Thumbs up for Funny in Farsi: A Memoir of Growing Up Iranian in America by Firoozeh Dumas. Autobiography.
I think the title and subtitle sum it up pretty well. Funny in Farsi is indeed, a funny little book, and it has the outstanding point (unlike many humorous memoirs) of being rather sweet as well. Dumas teases her family a bit but she is never mean to them, and frankly that’s rather refreshing.
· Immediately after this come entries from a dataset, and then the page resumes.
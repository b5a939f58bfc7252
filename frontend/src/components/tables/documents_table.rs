use shared::Student;
use yew::prelude::*;

use crate::components::cells::file_cell;
use crate::components::table_controls::TableControls;
use crate::hooks::use_collection::{use_collection, FetchState};
use crate::services::api::ApiClient;
use crate::services::table::{matches_query, page_bounds, page_count, sort_rows, SortDirection};

#[derive(Properties, PartialEq)]
pub struct DocumentsTableProps {
    pub api_client: ApiClient,
}

/// Per-student document files: photo, signature and id proof.
#[function_component(DocumentsTable)]
pub fn documents_table(props: &DocumentsTableProps) -> Html {
    let rows = use_collection("documents_table", 0, {
        let api_client = props.api_client.clone();
        move || {
            let api_client = api_client.clone();
            async move { api_client.list_students().await }
        }
    });

    let search = use_state(String::new);
    let page = use_state(|| 0usize);
    let sort = use_state(|| SortDirection::Ascending);

    let on_search = {
        let search = search.clone();
        let page = page.clone();
        use_callback((), move |query: String, _| {
            search.set(query);
            page.set(0);
        })
    };
    let on_prev = {
        let page = page.clone();
        use_callback(*page, move |_, current: &usize| page.set(current.saturating_sub(1)))
    };
    let on_next = {
        let page = page.clone();
        use_callback(*page, move |_, current: &usize| page.set(*current + 1))
    };
    let toggle_sort = {
        let sort = sort.clone();
        Callback::from(move |_: MouseEvent| sort.set((*sort).toggled()))
    };

    let body = match &*rows {
        FetchState::Loading => html! { <div class="loading">{"Loading documents..."}</div> },
        FetchState::Error(message) => html! { <div class="table-error">{message}</div> },
        FetchState::Ready(all) => {
            let mut filtered: Vec<Student> = all
                .iter()
                .filter(|s| matches_query(&search, &[&s.name, &s.reg_no]))
                .cloned()
                .collect();
            sort_rows(&mut filtered, |s| s.name.to_lowercase(), *sort);

            let pages = page_count(filtered.len());
            let current_page = (*page).min(pages - 1);
            let (start, end) = page_bounds(filtered.len(), current_page);
            let api_client = props.api_client.clone();

            html! {
                <>
                    <TableControls
                        search={(*search).clone()}
                        on_search={on_search}
                        page={current_page}
                        page_count={pages}
                        on_prev={on_prev}
                        on_next={on_next}
                        total={filtered.len()}
                    />
                    <div class="table-container">
                        <table class="data-table">
                            <thead>
                                <tr>
                                    <th>{"Reg No"}</th>
                                    <th class="sortable" onclick={toggle_sort}>
                                        {format!("Name {}", sort.indicator())}
                                    </th>
                                    <th>{"Photo"}</th>
                                    <th>{"Signature"}</th>
                                    <th>{"ID Proof"}</th>
                                </tr>
                            </thead>
                            <tbody>
                                {for filtered[start..end].iter().map(|student| html! {
                                    <tr>
                                        <td>{&student.reg_no}</td>
                                        <td>{&student.name}</td>
                                        <td>{file_cell(&api_client, &student.photo)}</td>
                                        <td>{file_cell(&api_client, &student.signature)}</td>
                                        <td>{file_cell(&api_client, &student.id_proof)}</td>
                                    </tr>
                                })}
                            </tbody>
                        </table>
                    </div>
                </>
            }
        }
    };

    html! {
        <section class="documents-section">
            <h2>{"Documents"}</h2>
            {body}
        </section>
    }
}
//! Child process helpers shared by the backends.

use std::io::{self, BufRead, BufReader, ErrorKind, Read};
use std::path::Path;
use std::process::{Child, Command};
use std::sync::atomic::{AtomicBool, Ordering};
use std::sync::mpsc::{self, RecvTimeoutError};
use std::sync::{Arc, Mutex};
use std::thread::{self, JoinHandle};
use std::time::Duration;

use tracing::{debug, trace, warn};

use crate::error::{HarnessError, HarnessResult};
use crate::interpreter::read_lines;
use crate::types::line::decode_lenient;
use crate::types::OutputLine;

/// Spawn `command`, reporting a missing executable as [`HarnessError::ToolNotFound`].
pub(crate) fn spawn(command: &mut Command, tool: &Path, hint: &'static str) -> HarnessResult<Child>
{
    debug!(tool = %tool.display(), args = ?command.get_args().collect::<Vec<_>>(), "spawning");
    command.spawn().map_err(|err| {
        if err.kind() == ErrorKind::NotFound {
            HarnessError::ToolNotFound {
                tool: tool.display().to_string(),
                hint,
            }
        } else {
            HarnessError::Io(err)
        }
    })
}

/// Shared handle to a child process that is killed and reaped on drop.
#[derive(Debug, Clone)]
pub(crate) struct ChildGuard
{
    name: String,
    child: Arc<Mutex<Child>>,
}

impl ChildGuard
{
    pub(crate) fn new(name: impl Into<String>, child: Child) -> Self
    {
        Self {
            name: name.into(),
            child: Arc::new(Mutex::new(child)),
        }
    }

    /// Exit status if the process has already exited.
    pub(crate) fn try_status(&self) -> Option<String>
    {
        let mut child = self.child.lock().ok()?;
        match child.try_wait() {
            Ok(Some(status)) => Some(status.to_string()),
            Ok(None) => None,
            Err(err) => Some(err.to_string()),
        }
    }

    pub(crate) fn kill(&self)
    {
        if let Ok(mut child) = self.child.lock() {
            if let Ok(None) = child.try_wait() {
                trace!(name = %self.name, "killing");
                let _ = child.kill();
            }
            let _ = child.wait();
        }
    }
}

impl Drop for ChildGuard
{
    fn drop(&mut self)
    {
        // Clones share the process; only the last handle tears it down.
        if Arc::strong_count(&self.child) == 1 {
            self.kill();
        }
    }
}

/// Read a pipe to the end on a named thread, returning what it produced.
pub(crate) fn collect<R>(name: &str, pipe: R) -> HarnessResult<JoinHandle<String>>
where
    R: Read + Send + 'static,
{
    let handle = thread::Builder::new().name(name.to_string()).spawn(move || {
        let mut raw = Vec::new();
        let mut reader = BufReader::new(pipe);
        if let Err(err) = reader.read_to_end(&mut raw) {
            warn!(error = %err, "failed reading child output");
        }
        decode_lenient(&raw)
    })?;
    Ok(handle)
}

/// Keep a pipe drained on a named thread, logging each line at debug level.
pub(crate) fn drain_to_log<R>(name: &str, pipe: R) -> HarnessResult<()>
where
    R: Read + Send + 'static,
{
    let target = name.to_string();
    thread::Builder::new().name(name.to_string()).spawn(move || {
        let mut reader = BufReader::new(pipe);
        let mut buf = Vec::new();
        while let Ok(n) = reader.read_until(b'\n', &mut buf) {
            if n == 0 {
                break;
            }
            let line = decode_lenient(&buf);
            debug!(pipe = %target, line = line.trim_end(), "child output");
            buf.clear();
        }
    })?;
    Ok(())
}

/// Read a pipe line by line on a named thread, signalling once a line
/// containing `banner` shows up.
///
/// The channel yields `Ok(())` on the banner, or `Err(output)` with
/// everything read if the pipe closes first. Lines after the banner are
/// drained and logged so the child never blocks on a full pipe.
pub(crate) fn watch_for_banner<R>(
    name: &str,
    pipe: R,
    banner: &'static str,
) -> HarnessResult<mpsc::Receiver<Result<(), String>>>
where
    R: Read + Send + 'static,
{
    let (tx, rx) = mpsc::channel();
    thread::Builder::new().name(name.to_string()).spawn(move || {
        let mut seen = String::new();
        let mut ready = false;
        let mut reader = BufReader::new(pipe);
        let mut buf = Vec::new();
        loop {
            buf.clear();
            match reader.read_until(b'\n', &mut buf) {
                Ok(0) | Err(_) => break,
                Ok(_) => {}
            }
            let line = decode_lenient(&buf);
            trace!(line = line.trim_end(), "backend");
            if !ready {
                seen.push_str(&line);
                if line.contains(banner) {
                    ready = true;
                    let _ = tx.send(Ok(()));
                }
            }
        }
        if !ready {
            let _ = tx.send(Err(seen));
        }
    })?;
    Ok(rx)
}

/// Message on a forwarded line channel; `None` ends the stream.
pub(crate) type Forwarded = Option<io::Result<OutputLine>>;

/// Lines read from a backend stream on a separate thread.
///
/// Iteration ends at end of stream, at the first read error, or as soon as
/// anyone holding the cutoff sender sends `None`, even while the reader
/// thread is still blocked on a pipe some other process keeps open.
pub(crate) struct ForwardedLines
{
    rx: mpsc::Receiver<Forwarded>,
}

impl Iterator for ForwardedLines
{
    type Item = io::Result<OutputLine>;

    fn next(&mut self) -> Option<Self::Item>
    {
        self.rx.recv().ok().flatten()
    }
}

/// Read `stream` on a named thread. Returns a cutoff sender and the lines.
pub(crate) fn forward_lines<R>(name: &str, stream: R) -> HarnessResult<(mpsc::Sender<Forwarded>, ForwardedLines)>
where
    R: BufRead + Send + 'static,
{
    let (tx, rx) = mpsc::channel();
    let reader_tx = tx.clone();
    thread::Builder::new().name(name.to_string()).spawn(move || {
        for line in read_lines(stream) {
            let failed = line.is_err();
            if reader_tx.send(Some(line)).is_err() || failed {
                return;
            }
        }
        let _ = reader_tx.send(None);
    })?;
    Ok((tx, ForwardedLines { rx }))
}

/// Kills a child once a deadline passes, unless disarmed first.
pub(crate) struct Watchdog
{
    fired: Arc<AtomicBool>,
    disarm: Option<mpsc::Sender<()>>,
    handle: Option<JoinHandle<()>>,
}

impl Watchdog
{
    /// Start the countdown. At the deadline `target` is killed and then
    /// `on_fire` runs.
    pub(crate) fn arm<F>(target: ChildGuard, timeout: Duration, on_fire: F) -> HarnessResult<Self>
    where
        F: FnOnce() + Send + 'static,
    {
        let fired = Arc::new(AtomicBool::new(false));
        let (tx, rx) = mpsc::channel::<()>();
        let flag = Arc::clone(&fired);
        let handle = thread::Builder::new().name("watchdog".to_string()).spawn(move || {
            if let Err(RecvTimeoutError::Timeout) = rx.recv_timeout(timeout) {
                warn!(timeout_ms = timeout.as_millis(), "run timed out, killing backend");
                flag.store(true, Ordering::SeqCst);
                target.kill();
                on_fire();
            }
        })?;

        Ok(Self {
            fired,
            disarm: Some(tx),
            handle: Some(handle),
        })
    }

    /// Whether the deadline passed and the child was killed.
    pub(crate) fn fired(&self) -> bool
    {
        self.fired.load(Ordering::SeqCst)
    }
}

impl Drop for Watchdog
{
    fn drop(&mut self)
    {
        drop(self.disarm.take());
        if let Some(handle) = self.handle.take() {
            let _ = handle.join();
        }
    }
}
There was, however, one attraction that stood apart, one who sweatshirts we wore with pride, one that generated near religious devotion: Disneyland. My father believed that Walt Disney was a genius, a man whose vision allowed everyone, regardless of age, to relive the wonderment of childhood. Ask my father what he considers to be man’s greatest creation in the twentieth century and he won’t say computers, the Concorde, or knee replacement surgery. For him, “Pirates of the Caribbean” represents the pinnacle of man’s creative achievement. No matter how many times my father goes on that ride, he remains as impressed as a Disneyland virgin. “Did you see that pirate leg hanging over the bridge? Could somebody remind me that it wasn’t real? And the battle between the ships, geez, was I the only one ready to duck and cover? What kind of man would think of creating something like this? A genius, that’s who.” I doubt that even Walt Disney’s mother felt as much pride in her son as my father did.